As they all knew-knowledge which gave no peace of mind. Once the shimmering haze of the Erhaft field was down the ship dropped to below light speed, to drift in the immensity between the stars, to be vulnerable to any wandering scrap of debris which might cross their path-motes which could penetrate the hull and larger fragments which would vent their kinetic energy in a fury which would turn metal into vapor. And there were other dangers, less tangible, but more to be feared. The impact of invisible energies which could twist and distort the vessel and all within it, forces which were thick in the area they now traversed.

"Dilys?"

"I'm working as fast as I can, Earl." She was at the generator, tools spread in orderly confusion around her, hands grimed, as was her face, her hair. She had stripped off her blouse and wore nothing above the waist but the fabric confining her breasts. They, and the flesh of back and shoulders, glistened with perspiration. "He'd loosed the covers," she said. "Lifted them and put something inside. A scrap of wire which he used to short out the coils."

"So?"

"Like Allain said, the poor devil was crazed. He must have wanted to attract my attention in some way."

"He wanted to die."

"Perhaps not, Earl. He didn't know too much about generators. He needn't have meant to do much damage."

"He wanted to die and take us with him." To Dumarest it was obvious and he wondered why she would want to think of excuses for her ex-lover. Because of that, perhaps, a reluctance to think ill of someone who had been so close. "Is there anything I can do to help?"
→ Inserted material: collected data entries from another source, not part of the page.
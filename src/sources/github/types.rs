use chrono::{DateTime, Utc};
use serde::de::DeserializeOwned;
use serde::Deserialize;

use crate::events::{DependencyAlert, PullRequest, WorkflowRun};

/// A single page of a paginated GitHub listing.
pub trait PageBody: DeserializeOwned {
    type Item;

    fn into_items(self) -> Vec<Self::Item>;
}

impl<T: DeserializeOwned> PageBody for Vec<T> {
    type Item = T;

    fn into_items(self) -> Vec<T> {
        self
    }
}

#[derive(Debug, Deserialize)]
pub struct WorkflowRunsPageDto {
    pub workflow_runs: Vec<WorkflowRunDto>,
}

impl PageBody for WorkflowRunsPageDto {
    type Item = WorkflowRunDto;

    fn into_items(self) -> Vec<WorkflowRunDto> {
        self.workflow_runs
    }
}

#[derive(Debug, Deserialize)]
pub struct WorkflowRunDto {
    pub id: u64,
    pub name: Option<String>,
    #[serde(default)]
    pub path: Option<String>,
    pub conclusion: Option<String>,
    pub created_at: DateTime<Utc>,
    #[serde(default)]
    pub run_started_at: Option<DateTime<Utc>>,
    #[serde(default)]
    pub updated_at: Option<DateTime<Utc>>,
}

impl From<WorkflowRunDto> for WorkflowRun {
    fn from(dto: WorkflowRunDto) -> Self {
        Self {
            id: dto.id,
            name: dto.name.unwrap_or_default(),
            path: dto.path.unwrap_or_default(),
            conclusion: dto.conclusion,
            created_at: dto.created_at,
            started_at: dto.run_started_at,
            updated_at: dto.updated_at,
        }
    }
}

#[derive(Debug, Deserialize)]
pub struct UserDto {
    pub login: String,
}

#[derive(Debug, Deserialize)]
pub struct PullRequestDto {
    pub number: u64,
    pub user: Option<UserDto>,
    pub created_at: DateTime<Utc>,
    #[serde(default)]
    pub updated_at: Option<DateTime<Utc>>,
    #[serde(default)]
    pub merged_at: Option<DateTime<Utc>>,
}

impl From<PullRequestDto> for PullRequest {
    fn from(dto: PullRequestDto) -> Self {
        Self {
            number: dto.number,
            // Deleted accounts come back as a null user
            author: dto.user.map(|u| u.login).unwrap_or_default(),
            created_at: dto.created_at,
            updated_at: dto.updated_at,
            merged_at: dto.merged_at,
        }
    }
}

#[derive(Debug, Deserialize)]
pub struct PackageDto {
    pub name: String,
    #[serde(default)]
    pub ecosystem: String,
}

#[derive(Debug, Deserialize)]
pub struct DependencyDto {
    pub package: PackageDto,
}

#[derive(Debug, Deserialize)]
pub struct DependabotAlertDto {
    pub dependency: DependencyDto,
}

impl From<DependabotAlertDto> for DependencyAlert {
    fn from(dto: DependabotAlertDto) -> Self {
        Self {
            package: dto.dependency.package.name,
            ecosystem: dto.dependency.package.ecosystem,
        }
    }
}
use chrono::{DateTime, Utc};
use serde::{Deserialize, Serialize};

/// A fraction in `[0, 1]`, or no data when the denominator was zero.
#[derive(Debug, Clone, Copy, PartialEq, Default, Serialize, Deserialize)]
#[serde(try_from = "Option<f64>", into = "Option<f64>")]
pub struct Ratio(Option<f64>);

impl Ratio {
    pub const NO_DATA: Self = Self(None);

    pub fn of(part: usize, whole: usize) -> Self {
        if whole == 0 {
            return Self::NO_DATA;
        }

        #[allow(clippy::cast_precision_loss)]
        let value = part.min(whole) as f64 / whole as f64;
        Self(Some(value))
    }

    pub fn value(self) -> Option<f64> {
        self.0
    }
}

impl TryFrom<Option<f64>> for Ratio {
    type Error = String;

    fn try_from(value: Option<f64>) -> Result<Self, Self::Error> {
        match value {
            Some(v) if !(0.0..=1.0).contains(&v) => {
                Err(format!("ratio {v} is outside the range [0, 1]"))
            }
            other => Ok(Self(other)),
        }
    }
}

impl From<Ratio> for Option<f64> {
    fn from(ratio: Ratio) -> Self {
        ratio.0
    }
}

#[derive(Debug, Clone, PartialEq, Serialize, Deserialize)]
pub struct MetricsRecord {
    pub generated_at: DateTime<Utc>,
    pub window_days: u32,
    pub repository: String,
    pub deployments: DeploymentMetrics,
    pub pull_requests: FlowMetrics,
    pub ci: CiMetrics,
    pub security: SecurityMetrics,
    pub dependencies: DependencyMetrics,
}

#[derive(Debug, Clone, PartialEq, Serialize, Deserialize)]
pub struct DeploymentMetrics {
    pub total: usize,
    pub successful: usize,
    pub failed: usize,
    pub success_rate: Ratio,
    pub change_failure_rate: Ratio,
    pub recovery_time_seconds: Option<f64>,
    pub avg_duration_seconds: Option<f64>,
}

#[derive(Debug, Clone, PartialEq, Serialize, Deserialize)]
pub struct FlowMetrics {
    pub merged: usize,
    pub lead_time_avg_seconds: Option<f64>,
    pub lead_time_median_seconds: Option<f64>,
}

#[derive(Debug, Clone, PartialEq, Serialize, Deserialize)]
pub struct CiMetrics {
    pub runs: usize,
    pub success_rate: Ratio,
    pub avg_duration_seconds: Option<f64>,
}

#[derive(Debug, Clone, PartialEq, Serialize, Deserialize)]
pub struct SecurityMetrics {
    pub runs: usize,
    pub success_rate: Ratio,
    pub last_conclusion: Option<String>,
}

#[derive(Debug, Clone, PartialEq, Serialize, Deserialize)]
pub struct DependencyMetrics {
    pub open_prs: usize,
    pub merged_prs: usize,
    pub outdated_packages: usize,
}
For answer, she shook her head. He had done enough, dragging the dead body into the hold and cycling it through the lock. Dead meat, fit only to be dumped into the void, but once it had been a man and one she could have saved had she been less harsh. Allain had been right. A kiss could have saved them all.
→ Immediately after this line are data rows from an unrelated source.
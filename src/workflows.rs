use std::collections::HashSet;

use crate::error::{DashboardError, Result};
use crate::events::WorkflowRun;

#[derive(Debug, Clone, Copy, PartialEq, Eq, Hash)]
pub enum WorkflowKind {
    Ci,
    Deployment,
    Security,
}

/// Explicit mapping from workflow identifiers to the category they report on.
///
/// An identifier matches a run by workflow name (case-insensitive) or by
/// workflow file path, either in full or by file name.
#[derive(Debug, Clone)]
pub struct WorkflowMapping {
    ci: Vec<String>,
    deployment: Vec<String>,
    security: Vec<String>,
}

impl WorkflowMapping {
    pub fn new(ci: Vec<String>, deployment: Vec<String>, security: Vec<String>) -> Result<Self> {
        let mut seen = HashSet::new();
        for id in ci.iter().chain(&deployment).chain(&security) {
            let id = id.trim();
            if id.is_empty() {
                return Err(DashboardError::Config(
                    "workflow identifiers must not be empty".to_string(),
                ));
            }
            if !seen.insert(id.to_lowercase()) {
                return Err(DashboardError::Config(format!(
                    "workflow '{id}' is mapped to more than one category"
                )));
            }
        }

        Ok(Self {
            ci,
            deployment,
            security,
        })
    }

    pub fn classify(&self, run: &WorkflowRun) -> Option<WorkflowKind> {
        [
            (WorkflowKind::Ci, &self.ci),
            (WorkflowKind::Deployment, &self.deployment),
            (WorkflowKind::Security, &self.security),
        ]
        .into_iter()
        .find(|(_, ids)| ids.iter().any(|id| matches_run(id.trim(), run)))
        .map(|(kind, _)| kind)
    }
}

impl Default for WorkflowMapping {
    fn default() -> Self {
        Self {
            ci: vec!["CI".to_string()],
            deployment: vec!["CD - Azure Web App".to_string()],
            security: vec!["Security".to_string()],
        }
    }
}

fn matches_run(id: &str, run: &WorkflowRun) -> bool {
    run.name.eq_ignore_ascii_case(id)
        || (!run.path.is_empty()
            && (run.path == id || run.path.rsplit('/').next() == Some(id)))
}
A kiss, and a little less carelessness on her part.

Had she not left the engine room untended. Hadn't wandered down the passage to enter Dumarest's cabin and waste time talking to Bochner. Hadn't become enamored of the picture he had painted, the house and prospects, the position he'd mentioned. The one dependent on marriage. Would Earl have married her to make himself eligible?

Was he a man who could be bought?

Questions which now had no meaning. Looking into the interior of the generator, she could see the damage which Jumoke had caused; delicate installations now seared and blacked, insulation charred, surfaces which should have gleamed like mirrors now dulled with the impact of heat, stained by condensed vapors. Things which could be repaired, and would be repaired if given the time, but the main problem was within the triple helixes. Each set at right angles to the other, things of delicate fabrication, matched to within five decimal places of similarity. How badly had they been distorted?